While it may be impossible to prove how many people over the past decades have been denied access to the Medicare home health care for which they qualify under the law, it is not difficult to identify who those people are: Individuals with longer-term and chronic conditions who require skilled services to be able to maintain their conditions or slow decline. Most often, they also require and qualify for home health aides to help them get into and out of bed, change positions in bed, go to the bathroom, dress, eat, transfer, obtain catheter and colostomy care, and take certain medications. Such services enable many individuals to live independently in their own homes. While Medicare law covers this care, payment rules often preclude access in practice, because patients with longer-term and chronic conditions provide agencies with minimal profit margins, at best. The proposed rule will worsen this situation and lead to an even greater number of beneficiaries losing access to home care for which they qualify under the law.

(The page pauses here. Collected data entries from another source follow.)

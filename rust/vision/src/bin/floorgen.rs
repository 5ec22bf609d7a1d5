// This Source Code Form is subject to the terms of the Mozilla Public
// License, v. 2.0. If a copy of the MPL was not distributed with this
// file, You can obtain one at https://mozilla.org/MPL/2.0/.

//! CLI tool: generate floor plans, curate them and derive first floors
//!
//! Usage:
//!   floorgen [options]

use floorgen_vision::{run_pipeline, PipelineConfig};
use rand::rngs::StdRng;
use rand::SeedableRng;
use std::env;
use std::path::PathBuf;
use std::str::FromStr;

fn main() {
    tracing_subscriber::fmt()
        .with_env_filter(std::env::var("RUST_LOG").unwrap_or_else(|_| {
            "info,floorgen_layout=debug,floorgen_vision=debug".into()
        }))
        .init();

    let args: Vec<String> = env::args().collect();
    let mut config = PipelineConfig::from_env();

    let mut i = 1;
    while i < args.len() {
        match args[i].as_str() {
            "--help" | "-h" => {
                print_usage();
                return;
            }
            "--count" => {
                i += 1;
                config.plan_count = parse_value(&args, i, "count");
            }
            "--bedrooms" => {
                i += 1;
                config.generator.program.bedrooms = parse_in_range(&args, i, "bedrooms", 1, 3);
            }
            "--washrooms" => {
                i += 1;
                config.generator.program.washrooms = parse_in_range(&args, i, "washrooms", 1, 3);
            }
            "--garage" => {
                config.generator.program.garage = true;
            }
            "--no-garage" => {
                config.generator.program.garage = false;
            }
            "--attached-washroom" => {
                config.generator.program.attached_washroom = true;
            }
            "--plan" => {
                i += 1;
                config.plan_index = parse_value(&args, i, "plan");
                if config.plan_index == 0 {
                    fail("--plan is 1-based");
                }
            }
            "--seed" => {
                i += 1;
                config.seed = Some(parse_value(&args, i, "seed"));
            }
            "--thickness" => {
                i += 1;
                config.carve.thickness = parse_value(&args, i, "thickness");
            }
            "--work-dir" => {
                i += 1;
                config.work_dir = PathBuf::from(required(&args, i, "work-dir"));
            }
            "--font" => {
                i += 1;
                config.curation.label.font_path =
                    Some(PathBuf::from(required(&args, i, "font")));
            }
            other => fail(&format!("Unknown option: {}", other)),
        }
        i += 1;
    }

    let mut rng = match config.seed {
        Some(seed) => StdRng::seed_from_u64(seed),
        None => StdRng::from_os_rng(),
    };

    tracing::info!(
        work_dir = %config.work_dir.display(),
        plans = config.plan_count,
        bedrooms = config.generator.program.bedrooms,
        washrooms = config.generator.program.washrooms,
        garage = config.generator.program.garage,
        seed = ?config.seed,
        "Starting floorgen"
    );

    match run_pipeline(&config, &mut rng) {
        Ok(report) => {
            println!(
                "Generated:   {} plans ({} failed)",
                report.generated.len(),
                report.failed_plans
            );
            println!(
                "Curated:     {} images ({} labeled)",
                report.curation.selected.len(),
                report.curation.labeled
            );
            println!("Connected:   {} plans", report.ranking.len());
            match &report.chosen_plan {
                Some(plan) => println!(
                    "First floor: {} variants from {}",
                    report.first_floor.len(),
                    plan
                ),
                None => println!("First floor: skipped"),
            }
            println!("Report:      {}", config.report_path().display());
        }
        Err(e) => {
            eprintln!("Error: {}", e);
            std::process::exit(1);
        }
    }
}

fn required<'a>(args: &'a [String], i: usize, name: &str) -> &'a str {
    match args.get(i) {
        Some(value) => value.as_str(),
        None => fail(&format!("Missing value for --{}", name)),
    }
}

fn parse_value<T: FromStr>(args: &[String], i: usize, name: &str) -> T {
    let raw = required(args, i, name);
    raw.parse()
        .unwrap_or_else(|_| fail(&format!("Invalid {} value: {}", name, raw)))
}

fn parse_in_range(args: &[String], i: usize, name: &str, min: u8, max: u8) -> u8 {
    let value: u8 = parse_value(args, i, name);
    if !(min..=max).contains(&value) {
        fail(&format!("--{} must be between {} and {}", name, min, max));
    }
    value
}

fn fail(message: &str) -> ! {
    eprintln!("{}", message);
    print_usage();
    std::process::exit(1);
}

fn print_usage() {
    eprintln!("Usage: floorgen [options]");
    eprintln!();
    eprintln!("Options:");
    eprintln!("  --count <N>            Base layouts to generate (default: 40)");
    eprintln!("  --bedrooms <1-3>       Bedrooms per plan (default: 1)");
    eprintln!("  --washrooms <1-3>      Washrooms per plan (default: 1)");
    eprintln!("  --garage               Include a garage (default)");
    eprintln!("  --no-garage            Leave the garage out");
    eprintln!("  --attached-washroom    Attach washrooms to bedrooms");
    eprintln!("  --plan <K>             Use the K-th ranked plan for the first floor (default: 1)");
    eprintln!("  --seed <N>             Seed the random source");
    eprintln!("  --thickness <T>        Balcony depth in floor units (default: 1.0)");
    eprintln!("  --work-dir <DIR>       Output root (default: .)");
    eprintln!("  --font <PATH>          TrueType font for labels");
    eprintln!();
    eprintln!("Environment:");
    eprintln!("  FLOORGEN_WORK_DIR, FLOORGEN_PLAN_COUNT, FLOORGEN_BALCONY_THICKNESS,");
    eprintln!("  FLOORGEN_LABEL_FONT, FLOORGEN_SEED, RUST_LOG");
}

Payment Models Determine What Care is Provided

Former and current Medicare home health payment systems, (Interim Perspective Payment System, IPS; 1997-1999 and Prospective Payment System, PPS; 2000-present), did not change the type of services patients need, but did change the type of services agencies were willing to provide. Responding, in part, to problems homebound patients faced in accessing therapy, IPS and PPS provided financial incentives to deliver more therapy services. While the past 20 years show agencies delivered more therapy services, the delivery of skilled nursing services and home health aide services plummeted. As reported in the 2018 MedPAC report, since 1997, the average number of visits per 60-day episode of home health care have changed as follows: Skilled nursing from 14.1 to 9.4 (down 33%); home health aides from 13.4 to 1.8 (down 87%); therapy from 3.8 to 7.5 (up 49%).[6]

Payment policies drive what care home health agencies are willing to provide, and to which patients. Through the IPS and PPS payment policies, Medicare changed provider behavior and effectively turned the Medicare home health coverage into a short-term, acute care benefit, despite the law and Congressional intent to allow coverage so long as coverage criteria are met. The proposed PDGM rule continues this march toward making Medicare a short-term home health benefit, contrary to the law.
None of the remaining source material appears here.